Before authorizing the UK’s vote in the United Nations condemning Israel’s new settlement program British Prime Minister Theresa May made history by announcing that Britain would formally adopt the International Holocaust Remembrance Alliance’s definition of antisemitism. The IHRA’s definition is controversial insofar as it draws a very thin line between criticism of the state of Israel and antisemitism today, so May demonstrated courage in so unconditionally embracing it. Theresa May then did a Donald and tweeted:
The altright Breitbart could not avoid her praise of Israel:
Just two weeks ago, in a speech to the Conservative Friends of Israel (CFI) group, Mrs. May described the Jewish state as a “remarkable country,” a “beacon of tolerance,” and a “crucial” ally for Britain. — Breitbart, 27 December 2016
So UK’s Prime Minister is speaking to Israel as a firm friend.
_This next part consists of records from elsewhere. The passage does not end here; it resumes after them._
//! Fixed-size linear algebra for the distance filters
//!
//! Row-major arrays sized by const generics, so every operation runs on
//! the stack. Results are returned by value; at the 1×1 and 2×2 sizes the
//! filters use, copies are cheaper than workspace bookkeeping.

use crate::constants::filter::SINGULAR_PIVOT_EPSILON;

/// Matrix type using const generics
pub type Matrix<const R: usize, const C: usize> = [[f32; C]; R];

/// Square matrix type
pub type SquareMatrix<const N: usize> = Matrix<N, N>;

/// Vector type
pub type Vector<const N: usize> = [f32; N];

/// Identity matrix
pub fn identity<const N: usize>() -> SquareMatrix<N> {
    let mut m = [[0.0; N]; N];
    for (i, row) in m.iter_mut().enumerate() {
        row[i] = 1.0;
    }
    m
}

/// Diagonal matrix with `value` on the diagonal
pub fn scaled_identity<const N: usize>(value: f32) -> SquareMatrix<N> {
    let mut m = [[0.0; N]; N];
    for (i, row) in m.iter_mut().enumerate() {
        row[i] = value;
    }
    m
}

/// Matrix multiplication: A[R×K] × B[K×C]
pub fn multiply<const R: usize, const K: usize, const C: usize>(
    a: &Matrix<R, K>,
    b: &Matrix<K, C>,
) -> Matrix<R, C> {
    let mut result = [[0.0; C]; R];
    for i in 0..R {
        for j in 0..C {
            for k in 0..K {
                result[i][j] += a[i][k] * b[k][j];
            }
        }
    }
    result
}

/// Transpose
pub fn transpose<const R: usize, const C: usize>(a: &Matrix<R, C>) -> Matrix<C, R> {
    let mut result = [[0.0; R]; C];
    for i in 0..R {
        for j in 0..C {
            result[j][i] = a[i][j];
        }
    }
    result
}

/// Element-wise sum
pub fn add<const R: usize, const C: usize>(a: &Matrix<R, C>, b: &Matrix<R, C>) -> Matrix<R, C> {
    let mut result = *a;
    for i in 0..R {
        for j in 0..C {
            result[i][j] += b[i][j];
        }
    }
    result
}

/// Element-wise difference
pub fn subtract<const R: usize, const C: usize>(a: &Matrix<R, C>, b: &Matrix<R, C>) -> Matrix<R, C> {
    let mut result = *a;
    for i in 0..R {
        for j in 0..C {
            result[i][j] -= b[i][j];
        }
    }
    result
}

/// Matrix-vector product
pub fn matvec<const R: usize, const C: usize>(matrix: &Matrix<R, C>, vector: &Vector<C>) -> Vector<R> {
    let mut result = [0.0; R];
    for i in 0..R {
        for j in 0..C {
            result[i] += matrix[i][j] * vector[j];
        }
    }
    result
}

/// Make matrix symmetric: A = (A + Aᵀ) / 2
///
/// Rounding in `P·Fᵀ` style products leaves covariance slightly
/// asymmetric; left alone the asymmetry grows.
pub fn make_symmetric<const N: usize>(matrix: &mut SquareMatrix<N>) {
    for i in 0..N {
        for j in i + 1..N {
            let avg = (matrix[i][j] + matrix[j][i]) * 0.5;
            matrix[i][j] = avg;
            matrix[j][i] = avg;
        }
    }
}

/// Raise every diagonal entry to at least `floor`
pub fn floor_diagonal<const N: usize>(matrix: &mut SquareMatrix<N>, floor: f32) {
    for (i, row) in matrix.iter_mut().enumerate() {
        if row[i] < floor {
            row[i] = floor;
        }
    }
}

/// Every entry is finite
pub fn is_finite<const R: usize, const C: usize>(matrix: &Matrix<R, C>) -> bool {
    matrix.iter().all(|row| row.iter().all(|v| v.is_finite()))
}

/// Inverse by Gauss-Jordan elimination with partial pivoting
///
/// Returns `None` when a pivot falls below [`SINGULAR_PIVOT_EPSILON`]
/// instead of dividing through a near-zero value.
pub fn invert<const N: usize>(a: &SquareMatrix<N>) -> Option<SquareMatrix<N>> {
    let mut work = *a;
    let mut inv = identity::<N>();

    for k in 0..N {
        // Find pivot
        let mut max_row = k;
        let mut max_val = libm::fabsf(work[k][k]);
        for (i, row) in work.iter().enumerate().skip(k + 1) {
            let candidate = libm::fabsf(row[k]);
            if candidate > max_val {
                max_val = candidate;
                max_row = i;
            }
        }

        if max_val.is_nan() || max_val < SINGULAR_PIVOT_EPSILON {
            return None;
        }

        if max_row != k {
            work.swap(k, max_row);
            inv.swap(k, max_row);
        }

        // Scale pivot row
        let pivot = work[k][k];
        for j in 0..N {
            work[k][j] /= pivot;
            inv[k][j] /= pivot;
        }

        // Eliminate column
        for i in 0..N {
            if i != k {
                let factor = work[i][k];
                for j in 0..N {
                    work[i][j] -= factor * work[k][j];
                    inv[i][j] -= factor * inv[k][j];
                }
            }
        }
    }

    if is_finite(&inv) {
        Some(inv)
    } else {
        None
    }
}

#[cfg(test)]
mod tests {
    use super::*;

    #[test]
    fn matrix_operations() {
        let a: Matrix<2, 3> = [[1.0, 2.0, 3.0], [4.0, 5.0, 6.0]];
        let b: Matrix<3, 2> = [[7.0, 8.0], [9.0, 10.0], [11.0, 12.0]];

        let c = multiply(&a, &b);
        assert_eq!(c[0][0], 58.0); // 1×7 + 2×9 + 3×11
        assert_eq!(c[0][1], 64.0); // 1×8 + 2×10 + 3×12

        let t = transpose(&a);
        assert_eq!(t[2][1], 6.0);

        assert_eq!(matvec(&a, &[1.0, 0.0, 1.0]), [4.0, 10.0]);

        let mut m: SquareMatrix<2> = [[1.0, 2.0], [3.0, 4.0]];
        make_symmetric(&mut m);
        assert_eq!(m[0][1], 2.5);
        assert_eq!(m[1][0], 2.5);
    }

    #[test]
    fn matrix_inversion() {
        let a: SquareMatrix<2> = [[4.0, 7.0], [2.0, 6.0]];
        let inv = invert(&a).unwrap();

        // A × A⁻¹ = I
        let product = multiply(&a, &inv);
        assert!((product[0][0] - 1.0).abs() < 1e-6);
        assert!((product[1][1] - 1.0).abs() < 1e-6);
        assert!(product[0][1].abs() < 1e-6);
        assert!(product[1][0].abs() < 1e-6);
    }

    #[test]
    fn pivoting_handles_zero_leading_entry() {
        let a: SquareMatrix<2> = [[0.0, 1.0], [1.0, 0.0]];
        assert_eq!(invert(&a), Some(a));
    }

    #[test]
    fn singular_matrix_is_rejected() {
        let a: SquareMatrix<2> = [[1.0, 2.0], [2.0, 4.0]];
        assert!(invert(&a).is_none());

        let zero: SquareMatrix<1> = [[0.0]];
        assert!(invert(&zero).is_none());

        let nan: SquareMatrix<1> = [[f32::NAN]];
        assert!(invert(&nan).is_none());
    }

    #[test]
    fn diagonal_floor() {
        let mut m: SquareMatrix<2> = [[0.0, 0.5], [0.5, 3.0]];
        floor_diagonal(&mut m, 1e-3);
        assert_eq!(m, [[1e-3, 0.5], [0.5, 3.0]]);
    }
}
About 9 and a half minutes in May also said:
“We must be honest with our friends like Israel because that is what true friendship is about. That’s why we have been clear about building new illegal settlements. It is wrong, it is not conducive to peace and it will stop.”
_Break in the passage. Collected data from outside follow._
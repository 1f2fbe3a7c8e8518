//! Multilateration: three ranged beacons to one position
//!
//! ## Beacon Selection
//!
//! The three beacons with the smallest filtered distance are used, ties
//! broken by which beacon was ranged first. Beacons missing from the
//! registry are never considered.
//!
//! ## Formulations
//!
//! **Trilateration** subtracts circle equations pairwise (1−2, 2−3):
//!
//! ```text
//! A = 2(x₂ − x₁)   B = 2(y₂ − y₁)   C = r₁² − r₂² − x₁² + x₂² − y₁² + y₂²
//! D = 2(x₃ − x₂)   E = 2(y₃ − y₂)   F = r₂² − r₃² − x₂² + x₃² − y₂² + y₃²
//!
//! x = (C·E − F·B) / (E·A − B·D)
//! y = (C·D − A·F) / (B·D − A·E)
//! ```
//!
//! **Triangulation** anchors every offset at beacon 1:
//!
//! ```text
//! A = x₂ − x₁   B = y₂ − y₁   E = (r₁² − r₂² + x₂² − x₁² + y₂² − y₁²) / 2
//! C = x₃ − x₁   D = y₃ − y₁   F = (r₁² − r₃² + x₃² − x₁² + y₃² − y₁²) / 2
//!
//! x = (E·D − B·F) / (A·D − B·C)
//! y = (A·F − E·C) / (A·D − B·C)
//! ```
//!
//! Both determinants vanish when the beacons are collinear. A system is
//! rejected when `|det| ≤ ε·scale²`, `scale` being its largest coefficient,
//! so the test means the same in meters and in map grid units.
//!
//! ## Fusion
//!
//! [`FusionPolicy::Averaged`] returns the midpoint of both solutions. If
//! one formulation is singular the other is used alone, and only when both
//! fail is `SingularGeometry` reported.

use core::fmt;

use heapless::Vec;

use crate::{
    constants::{
        buffers::MAX_BEACONS,
        geometry::{BEACONS_PER_FIX, GEOMETRY_EPSILON},
    },
    errors::{PositioningError, PositioningResult, SolverMethod},
    geometry::{Point2D, RangeClamp},
    ranging::DistanceMap,
    registry::BeaconRegistry,
};

/// How the two formulations combine into a fix
#[derive(Debug, Clone, Copy, PartialEq, Eq, Default)]
#[cfg_attr(feature = "serde", derive(serde::Serialize, serde::Deserialize))]
pub enum FusionPolicy {
    /// Trilateration alone
    TrilaterationOnly,
    /// Midpoint of trilateration and triangulation
    #[default]
    Averaged,
}

/// Formulation(s) that produced a fix
#[derive(Debug, Clone, Copy, PartialEq, Eq)]
#[cfg_attr(feature = "serde", derive(serde::Serialize, serde::Deserialize))]
pub enum FixMethod {
    /// Trilateration only
    Trilateration,
    /// Triangulation only, trilateration was singular
    Triangulation,
    /// Midpoint of both
    Averaged,
}

impl FixMethod {
    /// Lower-case name
    pub fn as_str(&self) -> &'static str {
        match self {
            Self::Trilateration => "trilateration",
            Self::Triangulation => "triangulation",
            Self::Averaged => "averaged",
        }
    }
}

impl fmt::Display for FixMethod {
    fn fmt(&self, f: &mut fmt::Formatter<'_>) -> fmt::Result {
        f.write_str(self.as_str())
    }
}

#[cfg(feature = "defmt")]
impl defmt::Format for FixMethod {
    fn format(&self, fmt: defmt::Formatter) {
        defmt::write!(fmt, "{=str}", self.as_str())
    }
}

/// A beacon location paired with its measured distance
#[derive(Debug, Clone, Copy, PartialEq)]
pub struct Range {
    /// Beacon location
    pub location: Point2D,
    /// Distance to the receiver
    pub distance: f32,
}

impl Range {
    /// Pair a location with a distance
    pub const fn new(location: Point2D, distance: f32) -> Self {
        Self { location, distance }
    }
}

/// Solved position
#[derive(Debug, Clone, Copy, PartialEq)]
pub struct Fix {
    /// Position after optional clamping
    pub position: Point2D,
    /// Formulation(s) used
    pub method: FixMethod,
}

fn is_singular(det: f32, scale: f32) -> bool {
    !det.is_finite() || libm::fabsf(det) <= GEOMETRY_EPSILON * scale * scale
}

fn max_abs(values: [f32; 4]) -> f32 {
    values.iter().fold(0.0f32, |max, v| max.max(libm::fabsf(*v)))
}

fn finite_or(point: Point2D, method: SolverMethod) -> PositioningResult<Point2D> {
    if point.is_finite() {
        Ok(point)
    } else {
        Err(PositioningError::SingularGeometry { method })
    }
}

/// Position from pairwise circle differences
pub fn trilaterate(ranges: &[Range; 3]) -> PositioningResult<Point2D> {
    let method = SolverMethod::Trilateration;
    let (p1, p2, p3) = (ranges[0].location, ranges[1].location, ranges[2].location);
    let (r1, r2, r3) = (ranges[0].distance, ranges[1].distance, ranges[2].distance);

    let a = 2.0 * p2.x - 2.0 * p1.x;
    let b = 2.0 * p2.y - 2.0 * p1.y;
    let c = r1 * r1 - r2 * r2 - p1.x * p1.x + p2.x * p2.x - p1.y * p1.y + p2.y * p2.y;
    let d = 2.0 * p3.x - 2.0 * p2.x;
    let e = 2.0 * p3.y - 2.0 * p2.y;
    let f = r2 * r2 - r3 * r3 - p2.x * p2.x + p3.x * p3.x - p2.y * p2.y + p3.y * p3.y;

    let det = e * a - b * d;
    if is_singular(det, max_abs([a, b, d, e])) {
        return Err(PositioningError::SingularGeometry { method });
    }

    let x = (c * e - f * b) / det;
    let y = (c * d - a * f) / (b * d - a * e);
    finite_or(Point2D::new(x, y), method)
}

/// Position from offsets anchored at the first beacon
pub fn triangulate(ranges: &[Range; 3]) -> PositioningResult<Point2D> {
    let method = SolverMethod::Triangulation;
    let (p1, p2, p3) = (ranges[0].location, ranges[1].location, ranges[2].location);
    let (r1, r2, r3) = (ranges[0].distance, ranges[1].distance, ranges[2].distance);

    let a = p2.x - p1.x;
    let b = p2.y - p1.y;
    let c = p3.x - p1.x;
    let d = p3.y - p1.y;
    let e = (r1 * r1 - r2 * r2 + p2.x * p2.x - p1.x * p1.x + p2.y * p2.y - p1.y * p1.y) / 2.0;
    let f = (r1 * r1 - r3 * r3 + p3.x * p3.x - p1.x * p1.x + p3.y * p3.y - p1.y * p1.y) / 2.0;

    let det = a * d - b * c;
    if is_singular(det, max_abs([a, b, c, d])) {
        return Err(PositioningError::SingularGeometry { method });
    }

    let x = (e * d - b * f) / det;
    let y = (a * f - e * c) / det;
    finite_or(Point2D::new(x, y), method)
}

/// Selects beacons and solves for a position
#[derive(Debug, Clone, Copy, PartialEq, Default)]
pub struct PositionSolver {
    policy: FusionPolicy,
    clamp: Option<RangeClamp>,
}

impl PositionSolver {
    /// Solver with a fusion policy and optional clamp region
    pub fn new(policy: FusionPolicy, clamp: Option<RangeClamp>) -> Self {
        Self { policy, clamp }
    }

    /// Fusion policy in use
    pub fn policy(&self) -> FusionPolicy {
        self.policy
    }

    /// Pick the three nearest registered beacons and solve
    pub fn solve(&self, registry: &BeaconRegistry, distances: &DistanceMap) -> PositioningResult<Fix> {
        let ranges = Self::select_nearest(registry, distances)?;
        self.solve_ranges(&ranges)
    }

    /// Three nearest beacons, ties broken by first sighting
    pub fn select_nearest(registry: &BeaconRegistry, distances: &DistanceMap) -> PositioningResult<[Range; 3]> {
        let mut candidates: Vec<(f32, u64, Point2D), MAX_BEACONS> = Vec::new();
        for (id, entry) in distances.iter() {
            if let Some(location) = registry.location(id) {
                if candidates.push((entry.distance, entry.seq(), location)).is_err() {
                    break;
                }
            }
        }

        if candidates.len() < BEACONS_PER_FIX {
            return Err(PositioningError::InsufficientBeacons {
                required: BEACONS_PER_FIX,
                available: candidates.len(),
            });
        }

        candidates.sort_unstable_by(|a, b| a.0.total_cmp(&b.0).then(a.1.cmp(&b.1)));
        let range = |i: usize| Range::new(candidates[i].2, candidates[i].0);
        Ok([range(0), range(1), range(2)])
    }

    /// Solve an explicit beacon triple under the configured policy
    pub fn solve_ranges(&self, ranges: &[Range; 3]) -> PositioningResult<Fix> {
        let fix = match self.policy {
            FusionPolicy::TrilaterationOnly => Fix {
                position: trilaterate(ranges)?,
                method: FixMethod::Trilateration,
            },
            FusionPolicy::Averaged => match (trilaterate(ranges), triangulate(ranges)) {
                (Ok(tri), Ok(tng)) => Fix {
                    position: tri.midpoint(&tng),
                    method: FixMethod::Averaged,
                },
                (Ok(tri), Err(_)) => Fix {
                    position: tri,
                    method: FixMethod::Trilateration,
                },
                (Err(_), Ok(tng)) => Fix {
                    position: tng,
                    method: FixMethod::Triangulation,
                },
                (Err(err), Err(_)) => return Err(err),
            },
        };

        let position = match self.clamp {
            Some(clamp) => clamp.apply(fix.position),
            None => fix.position,
        };
        Ok(Fix { position, ..fix })
    }
}

#[cfg(test)]
mod tests {
    use super::*;
    use crate::registry::{BeaconId, BeaconRecord, MacAddress};

    fn triangle(receiver: Point2D) -> [Range; 3] {
        [Point2D::new(0.0, 0.0), Point2D::new(10.0, 0.0), Point2D::new(5.0, 10.0)]
            .map(|location| Range::new(location, location.distance_to(&receiver)))
    }

    fn close(a: Point2D, b: Point2D) -> bool {
        a.distance_to(&b) < 1e-3
    }

    fn registry() -> BeaconRegistry {
        let mut builder = BeaconRegistry::builder();
        for (i, (x, y)) in [(0.0, 0.0), (10.0, 0.0), (5.0, 10.0), (20.0, 20.0)].into_iter().enumerate() {
            let record = BeaconRecord::new(
                BeaconId::new(&format!("b{}", i)).unwrap(),
                MacAddress::new(&format!("AA:00:00:00:00:0{}", i)).unwrap(),
                Point2D::new(x, y),
                -62.0,
            );
            builder = builder.add(record).unwrap();
        }
        builder.build()
    }

    #[test]
    fn trilateration_recovers_center() {
        let ranges = triangle(Point2D::new(5.0, 5.0));
        assert!(close(trilaterate(&ranges).unwrap(), Point2D::new(5.0, 5.0)));
    }

    #[test]
    fn triangulation_recovers_center() {
        let ranges = triangle(Point2D::new(5.0, 5.0));
        assert!(close(triangulate(&ranges).unwrap(), Point2D::new(5.0, 5.0)));
    }

    #[test]
    fn averaged_fix_reports_method() {
        let solver = PositionSolver::default();
        let fix = solver.solve_ranges(&triangle(Point2D::new(3.0, 2.0))).unwrap();
        assert_eq!(fix.method, FixMethod::Averaged);
        assert!(close(fix.position, Point2D::new(3.0, 2.0)));

        let solver = PositionSolver::new(FusionPolicy::TrilaterationOnly, None);
        let fix = solver.solve_ranges(&triangle(Point2D::new(3.0, 2.0))).unwrap();
        assert_eq!(fix.method, FixMethod::Trilateration);
    }

    #[test]
    fn collinear_beacons_are_singular() {
        let ranges = [
            Range::new(Point2D::new(0.0, 0.0), 3.0),
            Range::new(Point2D::new(5.0, 0.0), 3.0),
            Range::new(Point2D::new(10.0, 0.0), 3.0),
        ];

        assert_eq!(
            trilaterate(&ranges),
            Err(PositioningError::SingularGeometry { method: SolverMethod::Trilateration })
        );
        assert_eq!(
            triangulate(&ranges),
            Err(PositioningError::SingularGeometry { method: SolverMethod::Triangulation })
        );
        assert!(matches!(
            PositionSolver::default().solve_ranges(&ranges),
            Err(PositioningError::SingularGeometry { .. })
        ));
    }

    #[test]
    fn singularity_test_is_scale_relative() {
        // Same nearly-collinear layout in millimeters and kilometers
        for scale in [1e-3f32, 1e3] {
            let ranges = [
                Range::new(Point2D::new(0.0, 0.0), scale),
                Range::new(Point2D::new(5.0 * scale, 1e-8 * scale), scale),
                Range::new(Point2D::new(10.0 * scale, 0.0), scale),
            ];
            assert!(trilaterate(&ranges).is_err());
        }
    }

    #[test]
    fn clamp_applies_to_fix() {
        let solver = PositionSolver::new(FusionPolicy::Averaged, Some(RangeClamp::square(4.0)));
        let fix = solver.solve_ranges(&triangle(Point2D::new(5.0, 5.0))).unwrap();
        assert_eq!(fix.position, Point2D::new(4.0, 4.0));
    }

    #[test]
    fn needs_three_beacons() {
        let registry = registry();
        let mut distances = DistanceMap::new();
        distances.record(&BeaconId::new("b0").unwrap(), 1.0, 0).unwrap();
        distances.record(&BeaconId::new("b1").unwrap(), 1.0, 0).unwrap();

        assert_eq!(
            PositionSolver::default().solve(&registry, &distances),
            Err(PositioningError::InsufficientBeacons { required: 3, available: 2 })
        );
    }

    #[test]
    fn unregistered_beacons_are_ignored() {
        let registry = registry();
        let mut distances = DistanceMap::new();
        distances.record(&BeaconId::new("b0").unwrap(), 1.0, 0).unwrap();
        distances.record(&BeaconId::new("ghost").unwrap(), 0.5, 0).unwrap();
        distances.record(&BeaconId::new("b1").unwrap(), 1.0, 0).unwrap();

        let err = PositionSolver::default().solve(&registry, &distances).unwrap_err();
        assert_eq!(err, PositioningError::InsufficientBeacons { required: 3, available: 2 });
    }

    #[test]
    fn selects_nearest_with_insertion_ties() {
        let registry = registry();
        let mut distances = DistanceMap::new();
        // b3 is farthest; b1 and b2 tie, b1 seen first
        distances.record(&BeaconId::new("b3").unwrap(), 9.0, 0).unwrap();
        distances.record(&BeaconId::new("b1").unwrap(), 2.0, 0).unwrap();
        distances.record(&BeaconId::new("b2").unwrap(), 2.0, 0).unwrap();
        distances.record(&BeaconId::new("b0").unwrap(), 1.0, 0).unwrap();

        let ranges = PositionSolver::select_nearest(&registry, &distances).unwrap();
        assert_eq!(ranges[0].location, Point2D::new(0.0, 0.0));
        assert_eq!(ranges[1].location, Point2D::new(10.0, 0.0));
        assert_eq!(ranges[2].location, Point2D::new(5.0, 10.0));
    }
}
If the UK’s stance can be taken as an indication, then the words of an opposition member of the Israeli Knesset, Tzipi Livni, may not be very far astray:
“The entire world is not against the state of Israel, but rather against the settlement policy of the Israeli government. In times of war against enemies, we will stand by the government’s side, but we will not stand beside a government that turns our friends into enemies through its policies.” — as reported in The Algemeiner, 28 December 2016
The American Conservative similarly sends a well-meaning warning to turn Israel from future disaster:
There is a broad international consensus that settlement-building in the occupied territories is both illegal and a barrier to a negotiated resolution of the conflict. No one who is genuinely interested in securing a negotiated resolution of the conflict thinks that continued settlement construction makes a peace agreement more likely. One of the main reasons for continued construction is to establish de facto control over most of the territory that has been occupied while leaving less and less land for the Palestinians so that it becomes impossible for them to have their own state. If that continues, it sets Israel up to rule over a stateless, subject people in perpetuity, and that will be a disaster for all involved. If making an attempt to oppose that dreadful outcome constitutes “betrayal,” I shudder to think what loyalty is supposed to look like.
Calling out Israel for its ongoing illegal behavior becomes unavoidable when there is no progress in resolving the conflict, and the current Israeli government has made it very clear that there won’t be any progress. Criticizing Israel for behavior that has contributed to its increasing isolation in the world is not an unfriendly or treacherous act, and it ought to serve as a wake-up call to warn Israel away from a ruinous path. — The American Conservative, 28 December 2016
The same conservative source published a like-minded article by Patrick Buchanan:
Prime Minister Ehud Barak, the most decorated soldier in Israel’s history, has warned his countrymen, “As long as in this territory west of the Jordan River there is only one political entity called Israel, it is going to be either non-Jewish, or non-democratic.”
“If the bloc of millions of Palestinians cannot vote” added Barak, “this will be an apartheid state.” Of John Kerry’s speech, Barak said, “Powerful, lucid … World & majority in Israel think the same.”
No-one wants to see another apartheid state. These are the warnings of friends of Israel, not her enemies.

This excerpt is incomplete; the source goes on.